Cell death in the central division of the medial preoptic nucleus of male and female lamb fetuses

• The oSDN of adult sheep is larger and has more neurons in males than in females.
• This study assessed the role of cell death in formation of the oSDN.
• Ratio of Bcl2/Bax mRNA and incidence of apoptosis were not different between sexes.
• Differential cell death is not a primary mechanism in sexual differentiation of the oSDN.

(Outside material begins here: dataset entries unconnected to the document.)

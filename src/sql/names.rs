//! Dialect names for the tables, columns, constraints and indexes of one
//! schema.
//!
//! Normalizing folds case, replaces characters and truncates, so two distinct
//! logical names can land on the same identifier. Names are claimed in schema
//! order and a clash gets `_2`, `_3`, ... fitted inside the length limit.
//! Tables, key constraints and indexes share one namespace; columns are
//! unique within their table.

use std::collections::{HashMap, HashSet};

use tracing::debug;

use super::Dialect;
use crate::mld::LogicalSchema;

#[derive(Debug)]
pub struct NameMap {
    dialect: Dialect,
    tables: HashMap<String, String>,
    columns: HashMap<(String, String), String>,
    primary_keys: HashMap<String, String>,
    /// Keyed by `(from_table, constraint)`.
    foreign_keys: HashMap<(String, String), String>,
    /// One entry per schema index, in order.
    indexes: Vec<String>,
}

/// Identifiers already handed out, compared case-insensitively.
struct Namespace {
    dialect: Dialect,
    taken: HashSet<String>,
}

impl Namespace {
    fn new(dialect: Dialect) -> Self {
        Self {
            dialect,
            taken: HashSet::new(),
        }
    }

    fn claim(&mut self, name: &str) -> String {
        let base = self.dialect.normalize_identifier(name);
        let mut candidate = base.clone();
        let mut n = 2;
        while !self.taken.insert(candidate.to_lowercase()) {
            candidate = self.dialect.fit(&base, &format!("_{}", n));
            n += 1;
        }
        if candidate != base {
            debug!(original = name, resolved = %candidate, "identifier renamed");
        }
        candidate
    }
}

impl NameMap {
    pub fn resolve(schema: &LogicalSchema, dialect: Dialect) -> Self {
        let mut map = Self {
            dialect,
            tables: HashMap::new(),
            columns: HashMap::new(),
            primary_keys: HashMap::new(),
            foreign_keys: HashMap::new(),
            indexes: Vec::new(),
        };
        let mut global = Namespace::new(dialect);

        for table in &schema.tables {
            let resolved = global.claim(&table.name);
            map.tables.insert(table.name.clone(), resolved);

            let mut columns = Namespace::new(dialect);
            for column in &table.columns {
                let key = (table.name.clone(), column.name.clone());
                map.columns.insert(key, columns.claim(&column.name));
            }
        }

        for table in &schema.tables {
            if table.primary_key().next().is_some() {
                let resolved = global.claim(&format!("pk_{}", table.name.to_lowercase()));
                map.primary_keys.insert(table.name.clone(), resolved);
            }
        }

        for fk in &schema.foreign_keys {
            let key = (fk.from_table.clone(), fk.name.clone());
            if !map.foreign_keys.contains_key(&key) {
                let resolved = global.claim(&fk.name);
                map.foreign_keys.insert(key, resolved);
            }
        }

        for index in &schema.indexes {
            map.indexes.push(global.claim(&index.name));
        }

        map
    }

    pub fn table(&self, table: &str) -> String {
        self.tables
            .get(table)
            .cloned()
            .unwrap_or_else(|| self.dialect.normalize_identifier(table))
    }

    pub fn column(&self, table: &str, column: &str) -> String {
        self.columns
            .get(&(table.to_string(), column.to_string()))
            .cloned()
            .unwrap_or_else(|| self.dialect.normalize_identifier(column))
    }

    pub fn primary_key(&self, table: &str) -> String {
        match self.primary_keys.get(table) {
            Some(name) => name.clone(),
            None => self
                .dialect
                .normalize_identifier(&format!("pk_{}", table.to_lowercase())),
        }
    }

    pub fn foreign_key(&self, table: &str, constraint: &str) -> String {
        self.foreign_keys
            .get(&(table.to_string(), constraint.to_string()))
            .cloned()
            .unwrap_or_else(|| self.dialect.normalize_identifier(constraint))
    }

    pub fn index(&self, position: usize) -> Option<&str> {
        self.indexes.get(position).map(String::as_str)
    }
}
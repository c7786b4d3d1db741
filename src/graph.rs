//! Cycle detection over small name graphs.
//!
//! Storage is a petgraph `GraphMap`: nodes and neighbor lists keep insertion
//! order and parallel edges collapse, so the cycle reported for a given model
//! is always the same one.

use std::collections::HashSet;

use petgraph::graphmap::{GraphMap, NodeTrait};
use petgraph::{Directed, EdgeType, Undirected};

#[derive(Debug, Clone)]
pub struct Graph<N: NodeTrait, Ty: EdgeType = Directed> {
    inner: GraphMap<N, (), Ty>,
}

impl<N: NodeTrait> Graph<N, Directed> {
    pub fn directed() -> Self {
        Self {
            inner: GraphMap::new(),
        }
    }

    /// Build a directed graph from an adjacency list.
    pub fn from_adjacency<'a, I>(adjacency: I) -> Self
    where
        I: IntoIterator<Item = &'a (N, Vec<N>)>,
        N: 'a,
    {
        let mut graph = Self::directed();
        for (node, targets) in adjacency {
            graph.add_node(*node);
            for target in targets {
                graph.add_edge(*node, *target);
            }
        }
        graph
    }
}

impl<N: NodeTrait> Graph<N, Undirected> {
    /// Every edge is walkable both ways. The DFS never walks straight back
    /// to the node it came from, so a single edge is not a cycle.
    pub fn undirected() -> Self {
        Self {
            inner: GraphMap::new(),
        }
    }
}

impl<N: NodeTrait, Ty: EdgeType> Graph<N, Ty> {
    pub fn add_node(&mut self, node: N) -> N {
        self.inner.add_node(node)
    }

    /// Add an edge; parallel edges collapse into one.
    pub fn add_edge(&mut self, from: N, to: N) {
        self.inner.add_edge(from, to, ());
    }

    pub fn len(&self) -> usize {
        self.inner.node_count()
    }

    pub fn is_empty(&self) -> bool {
        self.inner.node_count() == 0
    }

    /// Depth-first search with an explicit stack of the current path.
    ///
    /// A neighbor found on the path closes a cycle; the returned path runs
    /// from that neighbor to the current node inclusive.
    pub fn find_cycle(&self) -> Option<Vec<N>> {
        let mut search = Search {
            graph: &self.inner,
            done: HashSet::new(),
            path: Vec::new(),
            on_path: HashSet::new(),
        };

        for root in self.inner.nodes() {
            if search.done.contains(&root) {
                continue;
            }
            // Each root starts a fresh path; nodes completed under an earlier
            // root are known not to sit on any cycle.
            search.path.clear();
            search.on_path.clear();
            if let Some(cycle) = search.visit(root, None) {
                return Some(cycle);
            }
        }
        None
    }
}

/// Convenience wrapper over a directed adjacency list.
pub fn find_cycle<N: NodeTrait>(adjacency: &[(N, Vec<N>)]) -> Option<Vec<N>> {
    Graph::from_adjacency(adjacency).find_cycle()
}

struct Search<'g, N: NodeTrait, Ty: EdgeType> {
    graph: &'g GraphMap<N, (), Ty>,
    done: HashSet<N>,
    path: Vec<N>,
    on_path: HashSet<N>,
}

impl<N: NodeTrait, Ty: EdgeType> Search<'_, N, Ty> {
    fn visit(&mut self, node: N, parent: Option<N>) -> Option<Vec<N>> {
        self.path.push(node);
        self.on_path.insert(node);

        let graph = self.graph;
        for next in graph.neighbors(node) {
            if !Ty::is_directed() && Some(next) == parent {
                continue;
            }
            if self.on_path.contains(&next) {
                let start = self.path.iter().position(|&n| n == next).unwrap_or(0);
                return Some(self.path[start..].to_vec());
            }
            if self.done.contains(&next) {
                continue;
            }
            if let Some(cycle) = self.visit(next, Some(node)) {
                return Some(cycle);
            }
        }

        self.path.pop();
        self.on_path.remove(&node);
        self.done.insert(node);
        None
    }
}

The medial preoptic area of the adult sheep contains an ovine sexually dimorphic nucleus (oSDN) that is larger and has more neurons in males than in females. In the lamb fetus, the nascent oSDN occupies the central division of the medial preoptic nucleus (MPNc) and consists of a cluster of cells that is organized by the action of testosterone during gestational days 60–90 of a 147 day term pregnancy. The current study sought to determine whether programmed cell death contributes to the emergence of the oSDN. Male and female lamb fetuses were euthanized at different ages spanning the period during which the oSDN is organized. The expression of the pro- and anti-apoptotic genes bcl-2 and bax, respectively, was measured by quantitative RT-PCR to assess possible sex differences in neuron vulnerability to programmed cell death. The appearance of DNA-fragmentation was detected by terminal deoxynucleotidyl transferase dUTP nick end labeling (TUNEL) and used to estimate the occurrence of apoptotic cell death. We found that bcl-2 and bax mRNA expression in the medial preoptic area of the developing lamb fetus decreased during the last half of the 147-day gestation. The ratio of bcl-2/bax gene expression was highest at gestational day 85 but was equivalent between males and females. TUNEL staining in the MPNc was very low and although it decreased significantly with age, it was not significantly different between sexes. These results using two different methods to assess cell death indicate that a sex difference in the incidence of cell death is not a primary mechanism leading to sexual differentiation of the oSDN.